Raw data:
***

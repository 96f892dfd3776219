use std::str::FromStr;
use std::time;

use envconfig::Envconfig;

use crate::state::DedupSettings;

#[derive(Envconfig, Clone, Debug)]
pub struct Config {
    #[envconfig(from = "BIND_HOST", default = "0.0.0.0")]
    pub host: String,

    #[envconfig(from = "BIND_PORT", default = "3302")]
    pub port: u16,

    #[envconfig(nested = true)]
    pub recognizer: RecognizerConfig,

    #[envconfig(nested = true)]
    pub tracker: TrackerConfig,

    #[envconfig(nested = true)]
    pub sink: SinkConfig,

    #[envconfig(nested = true)]
    pub mqtt: MqttConfig,

    #[envconfig(default = "1000")]
    pub max_pending_messages: usize,

    #[envconfig(default = "250")]
    pub tick_interval: EnvMsDuration,
}

impl Config {
    /// Produce a host:port address for binding a TcpListener.
    pub fn bind(&self) -> String {
        format!("{}:{}", self.host, self.port)
    }
}

/// How to start the external recognizer.
#[derive(Envconfig, Clone, Debug)]
pub struct RecognizerConfig {
    #[envconfig(from = "ALPR_LOCATION", default = "alpr")]
    pub location: String,

    /// Url of the video stream handed to the recognizer.
    #[envconfig(from = "ALPR_STREAM")]
    pub stream: String,

    #[envconfig(from = "ALPR_COUNTRY", default = "eu")]
    pub country: String,

    #[envconfig(from = "ALPR_TOP_N", default = "1")]
    pub top_n: u32,

    #[envconfig(from = "ALPR_READ_BUFFER_SIZE", default = "2048")]
    pub read_buffer_size: usize,
}

#[derive(Envconfig, Clone, Debug)]
pub struct TrackerConfig {
    /// Readings below this confidence (0-100) never start a candidate.
    #[envconfig(from = "ALPR_CONFIDENCE", default = "80")]
    pub confidence: f64,

    #[envconfig(from = "ALPR_LOST", default = "5000")]
    pub lost: EnvMsDuration,

    #[envconfig(from = "ALPR_SCAN_TIME", default = "3000")]
    pub scan_time: EnvMsDuration,
}

impl TrackerConfig {
    pub fn settings(&self) -> DedupSettings {
        DedupSettings {
            confidence_threshold: self.confidence,
            lost_window: self.lost.0,
            scan_window: self.scan_time.0,
        }
    }
}

#[derive(Envconfig, Clone, Debug)]
pub struct SinkConfig {
    #[envconfig(from = "GOST_STREAM_ID", default = "1")]
    pub stream_id: u64,

    /// Base url of the GOST HTTP API. Publications are only logged when unset.
    #[envconfig(from = "GOST_URL")]
    pub gost_url: Option<String>,

    #[envconfig(from = "GOST_PUBLISH_TIMEOUT", default = "5000")]
    pub publish_timeout: EnvMsDuration,
}

/// The MQTT broker observations are published to, usually the one bundled with GOST.
#[derive(Envconfig, Clone, Debug)]
pub struct MqttConfig {
    /// Broker host. When set, observations go over MQTT and `GOST_URL` is ignored.
    #[envconfig(from = "MQTT_HOST")]
    pub host: Option<String>,

    #[envconfig(from = "MQTT_PORT", default = "1883")]
    pub port: u16,

    #[envconfig(from = "MQTT_CLIENT_ID", default = "plate-tracker")]
    pub client_id: String,

    #[envconfig(from = "MQTT_KEEP_ALIVE", default = "300000")]
    pub keep_alive: EnvMsDuration,

    /// Pause between connection attempts while the broker is unreachable.
    #[envconfig(from = "MQTT_RECONNECT_INTERVAL", default = "5000")]
    pub reconnect_interval: EnvMsDuration,

    /// Publications queued in the client while the connection is down.
    #[envconfig(from = "MQTT_QUEUE_CAPACITY", default = "100")]
    pub queue_capacity: usize,
}

#[derive(Debug, Clone, Copy, PartialEq, Eq)]
pub struct EnvMsDuration(pub time::Duration);

#[derive(Debug, PartialEq, Eq)]
pub struct ParseEnvMsDurationError;

impl FromStr for EnvMsDuration {
    type Err = ParseEnvMsDurationError;

    fn from_str(s: &str) -> Result<Self, Self::Err> {
        let ms = s.parse::<u64>().map_err(|_| ParseEnvMsDurationError)?;

        Ok(EnvMsDuration(time::Duration::from_millis(ms)))
    }
}
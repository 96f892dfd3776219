use std::sync::atomic::{AtomicU64, Ordering};
use std::sync::Arc;
use std::time::{Duration, Instant};

pub trait TimeSource: Send + Sync {
    /// Return the current monotonic instant
    fn now(&self) -> Instant;
}

#[derive(Clone, Copy, Debug, Default)]
pub struct MonotonicTime {}

impl TimeSource for MonotonicTime {
    fn now(&self) -> Instant {
        Instant::now()
    }
}

/// A clock that only moves when told to. Clones share the same offset.
#[derive(Clone, Debug)]
pub struct ManualTime {
    origin: Instant,
    elapsed_nanos: Arc<AtomicU64>,
}

impl ManualTime {
    pub fn new() -> Self {
        Self {
            origin: Instant::now(),
            elapsed_nanos: Arc::new(AtomicU64::new(0)),
        }
    }

    pub fn advance(&self, by: Duration) {
        self.elapsed_nanos
            .fetch_add(duration_nanos(by), Ordering::SeqCst);
    }

    pub fn origin(&self) -> Instant {
        self.origin
    }
}

impl Default for ManualTime {
    fn default() -> Self {
        Self::new()
    }
}

impl TimeSource for ManualTime {
    fn now(&self) -> Instant {
        self.origin + Duration::from_nanos(self.elapsed_nanos.load(Ordering::SeqCst))
    }
}

fn duration_nanos(duration: Duration) -> u64 {
    u64::try_from(duration.as_nanos()).unwrap_or(u64::MAX)
}
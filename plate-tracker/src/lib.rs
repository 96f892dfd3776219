//! Licence plate sighting tracker.
//!
//! Reads the JSON frames an `alpr` process writes to stdout, collapses the repeated and
//! slightly different readings it produces for the same car, and publishes every distinct
//! sighting once, after it has been observed for a configurable scan window.
//!
//! The data flows recognizer stdout -> [`tokenizer`] -> [`dispatch`] -> [`event::decode`]
//! -> [`engine::DedupEngine`] -> [`publisher::Publisher`] -> [`sink::PublicationSink`].

pub mod config;
pub mod dispatch;
pub mod engine;
pub mod error;
pub mod event;
pub mod metrics_consts;
pub mod plate;
pub mod publisher;
pub mod recognizer;
pub mod sink;
pub mod state;
pub mod time;
pub mod tokenizer;
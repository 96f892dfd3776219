use std::collections::HashMap;
use std::sync::{Arc, RwLock};
use std::time::{Duration, Instant};

use axum::http::StatusCode;
use axum::response::{IntoResponse, Response};
use tracing::{info, warn};

/// Health reporting for the long-running loops of a service.
///
/// The tracker runs a dispatcher loop fed by an external recognizer process, and
/// can only be trusted to publish sightings while that loop keeps turning.
///
/// Every loop registers a component and must report healthy more often than its
/// deadline. The process status is derived from all components:
///   - no component registered yet: unhealthy
///   - any component reported unhealthy, or missed its deadline: unhealthy
///   - otherwise: healthy
///
/// Use one registry per check (liveness, readiness) rather than mixing both.
#[derive(Default, Debug)]
pub struct HealthStatus {
    /// True when every registered component is healthy
    pub healthy: bool,
    /// Current status of each registered component, for display
    pub components: HashMap<String, ComponentStatus>,
}

impl IntoResponse for HealthStatus {
    fn into_response(self) -> Response {
        let body = format!("{:?}", self);
        let status = if self.healthy {
            StatusCode::OK
        } else {
            StatusCode::INTERNAL_SERVER_ERROR
        };
        (status, body).into_response()
    }
}

#[derive(Debug, Clone, Copy, Eq, PartialEq)]
pub enum ComponentStatus {
    /// Set on registration, before the first report
    Starting,
    /// Reported healthy, must report again before the deadline
    HealthyUntil(Instant),
    /// Reported unhealthy
    Unhealthy,
    /// Missed its deadline
    Stalled,
}

type Components = Arc<RwLock<HashMap<String, ComponentStatus>>>;

/// Handed to a component so it can report its own status.
#[derive(Clone)]
pub struct HealthHandle {
    component: String,
    deadline: Duration,
    components: Components,
}

impl HealthHandle {
    /// Report healthy until `now + deadline`.
    pub fn report_healthy(&self) {
        let until = Instant::now() + self.deadline;
        self.report_status(ComponentStatus::HealthyUntil(until))
    }

    pub fn report_status(&self, status: ComponentStatus) {
        match self.components.write() {
            Ok(mut components) => {
                components.insert(self.component.clone(), status);
            }
            // The liveness check will fail and the process will be restarted.
            Err(_) => warn!(component = %self.component, "poisoned health registry lock"),
        }
    }
}

#[derive(Clone)]
pub struct HealthRegistry {
    name: String,
    components: Components,
}

impl HealthRegistry {
    pub fn new(name: &str) -> Self {
        Self {
            name: name.to_owned(),
            components: Default::default(),
        }
    }

    /// Register a new component in `Starting` state. The returned handle is given to the
    /// component so it can report on a schedule shorter than `deadline`.
    pub fn register(&self, component: &str, deadline: Duration) -> HealthHandle {
        let handle = HealthHandle {
            component: component.to_owned(),
            deadline,
            components: self.components.clone(),
        };
        handle.report_status(ComponentStatus::Starting);
        handle
    }

    /// Compute the process status from every registered component. Can be used as an
    /// axum handler.
    pub fn get_status(&self) -> HealthStatus {
        let components = match self.components.read() {
            Ok(components) => components,
            Err(_) => {
                warn!("{} health check failed: poisoned registry lock", self.name);
                return HealthStatus::default();
            }
        };

        let now = Instant::now();
        let mut result = HealthStatus {
            healthy: !components.is_empty(),
            components: HashMap::with_capacity(components.len()),
        };

        for (name, status) in components.iter() {
            let effective = match status {
                ComponentStatus::HealthyUntil(until) if *until > now => *status,
                ComponentStatus::HealthyUntil(_) => ComponentStatus::Stalled,
                other => *other,
            };
            if !matches!(effective, ComponentStatus::HealthyUntil(_)) {
                result.healthy = false;
            }
            result.components.insert(name.clone(), effective);
        }

        if result.healthy {
            info!("{} health check ok", self.name);
        } else {
            warn!("{} health check failed: {:?}", self.name, result.components);
        }
        result
    }
}
//! Feeds recognizer messages to the engine, one at a time and in arrival order.
//!
//! A reader task drains the tokenizer into a bounded queue. When the queue is full the
//! reader stops pulling, which in turn stops reading the recognizer pipe. A single consumer
//! decodes queued messages and applies them to the engine, and a periodic tick keeps
//! confirmation and expiry running while no messages arrive.

use std::sync::Arc;
use std::time::Duration;

use futures::{Stream, StreamExt};
use health::HealthHandle;
use tokio::sync::mpsc;
use tokio::task::JoinHandle;
use tokio::time::MissedTickBehavior;
use tokio_util::sync::CancellationToken;
use tracing::{info, warn};

use crate::engine::DedupEngine;
use crate::error::{TokenizerError, TrackerError};
use crate::event::decode;
use crate::metrics_consts::{MESSAGES_DROPPED, MESSAGES_RECEIVED, PENDING_MESSAGES};
use crate::time::TimeSource;

pub const DEFAULT_MAX_PENDING_MESSAGES: usize = 1000;
pub const DEFAULT_TICK_INTERVAL: Duration = Duration::from_millis(250);

/// Counters for one dispatcher run.
#[derive(Debug, Clone, Copy, Default, PartialEq, Eq)]
pub struct DispatchSummary {
    pub messages: u64,
    pub decode_errors: u64,
    pub published: u64,
}

pub struct Dispatcher<T> {
    engine: Arc<DedupEngine<T>>,
    max_pending_messages: usize,
    tick_interval: Duration,
    liveness: Option<HealthHandle>,
}

impl<T> Dispatcher<T>
where
    T: TimeSource + 'static,
{
    pub fn new(engine: Arc<DedupEngine<T>>) -> Self {
        Self {
            engine,
            max_pending_messages: DEFAULT_MAX_PENDING_MESSAGES,
            tick_interval: DEFAULT_TICK_INTERVAL,
            liveness: None,
        }
    }

    /// Bound of the message queue. Zero is bumped to one.
    pub fn with_max_pending_messages(mut self, max_pending_messages: usize) -> Self {
        self.max_pending_messages = max_pending_messages.max(1);
        self
    }

    /// Interval between ticks. Zero is bumped to one millisecond.
    pub fn with_tick_interval(mut self, tick_interval: Duration) -> Self {
        self.tick_interval = tick_interval.max(Duration::from_millis(1));
        self
    }

    pub fn with_liveness(mut self, liveness: HealthHandle) -> Self {
        self.liveness = Some(liveness);
        self
    }

    /// Process messages until the stream ends, the stream fails or `shutdown` fires.
    ///
    /// A read error from the stream is fatal and returned once the queued messages have
    /// been processed. Messages that fail to decode are logged and dropped.
    pub async fn run<S>(
        self,
        messages: S,
        shutdown: CancellationToken,
    ) -> Result<DispatchSummary, TrackerError>
    where
        S: Stream<Item = Result<String, TokenizerError>> + Send + 'static,
    {
        let (tx, mut rx) = mpsc::channel::<String>(self.max_pending_messages);
        let reader = spawn_reader(messages, tx);

        let mut ticker = tokio::time::interval(self.tick_interval);
        ticker.set_missed_tick_behavior(MissedTickBehavior::Delay);

        let mut summary = DispatchSummary::default();

        loop {
            if let Some(liveness) = &self.liveness {
                liveness.report_healthy();
            }

            tokio::select! {
                biased;

                _ = shutdown.cancelled() => {
                    info!("shutdown requested, stopping dispatcher");
                    reader.abort();
                    return Ok(summary);
                }
                message = rx.recv() => {
                    let Some(message) = message else {
                        break;
                    };
                    metrics::gauge!(PENDING_MESSAGES).set(rx.len() as f64);
                    self.handle_message(&message, &mut summary).await;
                }
                _ = ticker.tick() => {
                    let promoted = self.engine.tick().await;
                    summary.published += promoted.len() as u64;
                }
            }
        }

        reader.await??;
        info!(
            messages = summary.messages,
            decode_errors = summary.decode_errors,
            published = summary.published,
            "recognizer output ended"
        );

        Ok(summary)
    }

    async fn handle_message(&self, message: &str, summary: &mut DispatchSummary) {
        summary.messages += 1;
        metrics::counter!(MESSAGES_RECEIVED).increment(1);

        match decode(message) {
            Ok(response) => {
                let promoted = self.engine.process_batch(&response.results).await;
                summary.published += promoted.len() as u64;
            }
            Err(e) => {
                summary.decode_errors += 1;
                metrics::counter!(MESSAGES_DROPPED).increment(1);
                warn!(raw = message, "dropping message: {}", e);
            }
        }
    }
}

/// Drain `messages` into `tx`, stopping at the first read error.
fn spawn_reader<S>(
    messages: S,
    tx: mpsc::Sender<String>,
) -> JoinHandle<Result<(), TokenizerError>>
where
    S: Stream<Item = Result<String, TokenizerError>> + Send + 'static,
{
    tokio::spawn(async move {
        let mut messages = std::pin::pin!(messages);

        while let Some(message) = messages.next().await {
            if tx.send(message?).await.is_err() {
                // consumer is gone, nothing left to feed
                break;
            }
        }

        Ok(())
    })
}
impl DedupState {
    pub fn new() -> Self {
        Self::default()
    }

    pub fn candidates(&self) -> &HashMap<String, TrackedPlate> {
        &self.candidates
    }

    pub fn confirmed(&self) -> &HashMap<String, TrackedPlate> {
        &self.confirmed
    }

    /// Apply one batch of readings observed at `now` and return the plates confirmed by it,
    /// oldest first.
    ///
    /// An empty batch still expires confirmed plates and confirms candidates whose scan
    /// window has passed.
    pub fn apply(
        &mut self,
        events: &[RawEvent],
        settings: &DedupSettings,
        now: Instant,
    ) -> Vec<TrackedPlate> {
        self.refresh_confirmed(events, now);

        let lost = self.expire_confirmed(settings.lost_window, now);
        metrics::counter!(PLATES_LOST).increment(lost as u64);

        for event in events {
            let admission = self.admit(event, settings.confidence_threshold, now);
            debug!(
                plate = %event.plate,
                confidence = event.confidence,
                ?admission,
                "reading processed"
            );
            if let Admission::Rejected(reason) = admission {
                metrics::counter!(READINGS_REJECTED, "reason" => reason.as_str()).increment(1);
            }
        }
        self.promote_candidates(settings.scan_window, now)
    }

    /// Mark confirmed plates read again in this batch as seen.
    fn refresh_confirmed(&mut self, events: &[RawEvent], now: Instant) {
        for event in events {
            if let Some(confirmed) = self.confirmed.get_mut(&event.plate) {
                confirmed.last_seen = now;
            }
        }
    }

    /// Forget confirmed plates that have not been seen for `lost_window`.
    fn expire_confirmed(&mut self, lost_window: Duration, now: Instant) -> usize {
        let before = self.confirmed.len();
        self.confirmed.retain(|plate, confirmed| {
            let keep = now.saturating_duration_since(confirmed.last_seen) < lost_window;
            if !keep {
                debug!(plate = %plate, "plate lost");
            }
            keep
        });
        before - self.confirmed.len()
    }

    /// Decide whether a single reading starts, updates or is absorbed by a candidate.
    pub fn admit(
        &mut self,
        event: &RawEvent,
        confidence_threshold: f64,
        now: Instant,
    ) -> Admission {
        if event.plate.chars().count() != PLATE_LENGTH {
            return Admission::Rejected(RejectReason::WrongLength);
        }
        if !is_valid_format(&event.plate) {
            return Admission::Rejected(RejectReason::InvalidFormat);
        }
        if self
            .confirmed
            .keys()
            .any(|confirmed| is_fuzzy_match(confirmed, &event.plate))
        {
            return Admission::Rejected(RejectReason::Confirmed);
        }

        if let Some(existing) = self.closest_candidate(&event.plate) {
            if event.confidence <= existing.confidence {
                return Admission::Merged;
            }

            let previous = existing.plate.clone();
            let first_seen = existing.first_seen;
            self.candidates.remove(&previous);
            self.candidates.insert(
                event.plate.clone(),
                TrackedPlate {
                    plate: event.plate.clone(),
                    confidence: event.confidence,
                    first_seen,
                    last_seen: now,
                },
            );
            return Admission::Replaced;
        }

        if event.confidence < confidence_threshold {
            return Admission::Rejected(RejectReason::LowConfidence);
        }

        self.candidates
            .insert(event.plate.clone(), TrackedPlate::new(event, now));
        Admission::Inserted
    }

    /// The candidate sharing the most positions with `plate`, if any reaches the match
    /// threshold. Ties go to the smallest key so the choice does not depend on map order.
    fn closest_candidate(&self, plate: &str) -> Option<&TrackedPlate> {
        self.candidates
            .values()
            .map(|candidate| {
                let count = match_count(&candidate.plate, plate, PLATE_LENGTH);
                (count, candidate)
            })
            .filter(|(count, _)| *count >= MATCH_THRESHOLD)
            .max_by(|(count_a, a), (count_b, b)| {
                count_a.cmp(count_b).then_with(|| b.plate.cmp(&a.plate))
            })
            .map(|(_, candidate)| candidate)
    }

    /// Move every candidate observed for at least `scan_window` to the confirmed plates.
    fn promote_candidates(&mut self, scan_window: Duration, now: Instant) -> Vec<TrackedPlate> {
        let ready: Vec<String> = self
            .candidates
            .iter()
            .filter(|(_, candidate)| {
                now.saturating_duration_since(candidate.first_seen) >= scan_window
            })
            .map(|(plate, _)| plate.clone())
            .collect();

        let mut promoted = Vec::with_capacity(ready.len());
        for plate in ready {
            if let Some(candidate) = self.candidates.remove(&plate) {
                self.confirmed.insert(plate, candidate.clone());
                promoted.push(candidate);
            }
        }

        promoted.sort_by(|a, b| match a.first_seen.cmp(&b.first_seen) {
            Ordering::Equal => a.plate.cmp(&b.plate),
            other => other,
        });
        promoted
    }
}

***

Description of the task: In the data above, which lines have "usize"? Report each of them.

Result:
    pub max_pending_messages: usize,
    pub read_buffer_size: usize,
    pub queue_capacity: usize,
pub const DEFAULT_MAX_PENDING_MESSAGES: usize = 1000;
    max_pending_messages: usize,
    pub fn with_max_pending_messages(mut self, max_pending_messages: usize) -> Self {
    fn expire_confirmed(&mut self, lost_window: Duration, now: Instant) -> usize {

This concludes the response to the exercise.